The need for information and knowledge is very high in the family, especially if they are facing mental health problems for the first time. Even if there are previous experiences, level of information might be low or there can be misunderstandings or lack of information. However appropriate information is needed to help family member’s to understand the mental health problems and their impact on the everyday life of the patient and for themselves. Also information about what services are available and how these could be accessed should be provided to family members (Tweedal et al., 2004; Sin et al., 2007). The educational needs of family and patients may differ from their needs as perceived by mental health professionals (Sung et al., 2004). When patients are being discharged from hospital it is important that the family who are caring for the individual are educated about preventative and carung approaches that could be used when the patient gets home (Sunget al., 2004; Sun et al., 2007; Marshall & Harper -Jaques).
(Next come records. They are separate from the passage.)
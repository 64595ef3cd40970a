//! Skill extraction, matching and ranking

pub mod aggregator;
pub mod canonical;
pub mod engine;
pub mod matcher;
pub mod ranker;
pub mod skill_extractor;
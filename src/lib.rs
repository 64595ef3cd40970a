//! Skill matcher library: CV skill extraction and job requirement matching

pub mod cli;
pub mod config;
pub mod error;
pub mod input;
pub mod output;
pub mod processing;
pub mod vocabulary;

pub use config::Config;
pub use error::{Result, SkillMatchError};
pub use processing::engine::SkillMatchEngine;
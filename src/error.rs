//! Error handling for the skill matcher

use thiserror::Error;

#[derive(Error, Debug)]
pub enum SkillMatchError {
    #[error("IO error: {0}")]
    Io(#[from] std::io::Error),

    #[error("Configuration error: {0}")]
    Configuration(String),

    #[error("Invalid input: {0}")]
    InvalidInput(String),

    #[error("Vocabulary error: {0}")]
    Vocabulary(String),

    #[error("Network error: {0}")]
    Network(String),

    #[error("Serialization error: {0}")]
    Serialization(#[from] serde_json::Error),

    #[error("Output formatting error: {0}")]
    OutputFormatting(String),
}

pub type Result<T> = std::result::Result<T, SkillMatchError>;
In addition, knowledge of the risks that children face and preventative strategies need to be included in education programmes for nurses (Korhonen et al., 2010; Houlihan et al., 2013).

Young people who are carers feel that they are being excluded from decisions relating to themselves and those they were caring for. In addition they feel that they are often dismissed by professionals as unimportant, and indirectly excluded through the use of ‘professional’ and/or adult language. Young carers describe themselves as ‘the forgotten’. This corresponds with O’Brien et al (2011) and Houlihan et al (2013) who describe children of people with mental health problems as ‘invisible’ or ‘hidden’. The young person needs to feel respect from the healthcare staff and the organizations and they ask for opportunities for genuine participation in the patients care and in this way feel involved.
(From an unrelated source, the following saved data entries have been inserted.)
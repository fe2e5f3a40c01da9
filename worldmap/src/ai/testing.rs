//! Scripted stand-in for a generative backend.

use super::backend::{BackendFailure, TextGenerator};
use super::convo::AiPrompt;
use async_trait::async_trait;
use std::cell::RefCell;
use std::collections::VecDeque;

/// Replays queued responses in order and records every prompt it was
/// sent. Once the queue runs dry it repeats the fallback, if one was
/// set, and otherwise fails.
#[derive(Default)]
pub struct ScriptedGenerator {
    responses: RefCell<VecDeque<Result<String, BackendFailure>>>,
    fallback: Option<Result<String, BackendFailure>>,
    prompts: RefCell<Vec<AiPrompt>>,
}

impl ScriptedGenerator {
    pub fn new() -> ScriptedGenerator {
        ScriptedGenerator::default()
    }

    pub fn respond(self, text: &str) -> ScriptedGenerator {
        self.responses.borrow_mut().push_back(Ok(text.to_string()));
        self
    }

    pub fn fail(self, failure: BackendFailure) -> ScriptedGenerator {
        self.responses.borrow_mut().push_back(Err(failure));
        self
    }

    pub fn always(mut self, response: Result<String, BackendFailure>) -> ScriptedGenerator {
        self.fallback = Some(response);
        self
    }

    pub fn calls(&self) -> usize {
        self.prompts.borrow().len()
    }

    pub fn prompts(&self) -> Vec<AiPrompt> {
        self.prompts.borrow().clone()
    }
}

#[async_trait(?Send)]
impl TextGenerator for ScriptedGenerator {
    async fn generate(&self, prompt: &AiPrompt) -> Result<String, BackendFailure> {
        self.prompts.borrow_mut().push(prompt.clone());

        let next = self.responses.borrow_mut().pop_front();
        match next.or_else(|| self.fallback.clone()) {
            Some(response) => response,
            None => Err(BackendFailure::Transport("script exhausted".to_string())),
        }
    }
}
There are some specific barriers to family focused care. O’Brien et al (2011) suggest that there are no specific guidelines to working with the children of people with mental health problems and that staff felt ill equipped to relate to children about mental health and illness. Nurses who received specifically designed education and training about working with families viewed families in a more positive light and found families less burdensome (Sveinbjarnardottir et al., 2011). Central to this is the adoption of an advocacy role which can activate social and professional supports while ensuring that the unique needs of the individuals are maintained and their rights upheld (Lagan et al., 2009). According to Korhonen et al (2008), family related barriers such as lack of time and families fears were the most hindering factors when implementing child focused family nursing.